» Data provided
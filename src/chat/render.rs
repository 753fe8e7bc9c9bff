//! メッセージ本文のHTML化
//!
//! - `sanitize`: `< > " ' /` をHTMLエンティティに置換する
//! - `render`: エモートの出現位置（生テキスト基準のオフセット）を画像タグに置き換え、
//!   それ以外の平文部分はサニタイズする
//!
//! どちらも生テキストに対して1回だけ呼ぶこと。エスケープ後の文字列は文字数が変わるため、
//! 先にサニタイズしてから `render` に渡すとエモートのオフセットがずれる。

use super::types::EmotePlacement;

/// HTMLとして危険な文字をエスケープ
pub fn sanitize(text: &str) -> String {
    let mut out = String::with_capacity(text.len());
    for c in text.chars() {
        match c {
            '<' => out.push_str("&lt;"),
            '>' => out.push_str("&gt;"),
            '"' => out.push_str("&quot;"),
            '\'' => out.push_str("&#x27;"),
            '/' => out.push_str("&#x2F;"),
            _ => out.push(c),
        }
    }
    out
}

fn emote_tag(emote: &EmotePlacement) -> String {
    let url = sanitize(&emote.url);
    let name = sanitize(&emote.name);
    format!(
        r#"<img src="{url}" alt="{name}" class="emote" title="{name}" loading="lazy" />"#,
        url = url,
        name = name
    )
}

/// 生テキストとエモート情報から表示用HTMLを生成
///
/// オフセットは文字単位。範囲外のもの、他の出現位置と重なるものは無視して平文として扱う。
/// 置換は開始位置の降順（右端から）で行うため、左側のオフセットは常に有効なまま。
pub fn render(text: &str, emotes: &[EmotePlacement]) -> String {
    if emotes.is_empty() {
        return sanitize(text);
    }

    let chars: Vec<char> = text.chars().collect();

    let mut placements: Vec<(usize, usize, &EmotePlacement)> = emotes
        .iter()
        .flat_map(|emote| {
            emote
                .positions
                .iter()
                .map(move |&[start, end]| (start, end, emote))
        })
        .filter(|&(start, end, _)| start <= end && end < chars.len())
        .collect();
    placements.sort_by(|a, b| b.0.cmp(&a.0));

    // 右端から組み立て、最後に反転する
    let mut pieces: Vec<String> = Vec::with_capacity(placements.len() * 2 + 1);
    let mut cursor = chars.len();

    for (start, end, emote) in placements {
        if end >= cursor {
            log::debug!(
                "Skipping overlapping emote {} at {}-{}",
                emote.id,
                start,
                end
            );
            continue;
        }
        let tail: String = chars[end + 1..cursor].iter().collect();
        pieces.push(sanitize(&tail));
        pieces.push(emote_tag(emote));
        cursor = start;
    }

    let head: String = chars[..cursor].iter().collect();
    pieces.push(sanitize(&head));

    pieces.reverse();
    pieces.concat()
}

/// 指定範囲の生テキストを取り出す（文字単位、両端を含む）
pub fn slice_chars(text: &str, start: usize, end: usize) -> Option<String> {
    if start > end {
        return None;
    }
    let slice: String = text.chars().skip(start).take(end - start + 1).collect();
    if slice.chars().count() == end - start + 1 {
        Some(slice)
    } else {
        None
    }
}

» Problem to work on
Your task is to restate, word for word, only those lines above that fall between the line holding "let mut placements: Vec<(usize, usize, &EmotePlacement)>" and the line holding "if end >= cursor", inclusive.

» Answer section
    let mut placements: Vec<(usize, usize, &EmotePlacement)> = emotes
        .iter()
        .flat_map(|emote| {
            emote
                .positions
                .iter()
                .map(move |&[start, end]| (start, end, emote))
        })
        .filter(|&(start, end, _)| start <= end && end < chars.len())
        .collect();
    placements.sort_by(|a, b| b.0.cmp(&a.0));

    // 右端から組み立て、最後に反転する
    let mut pieces: Vec<String> = Vec::with_capacity(placements.len() * 2 + 1);
    let mut cursor = chars.len();

    for (start, end, emote) in placements {
        if end >= cursor {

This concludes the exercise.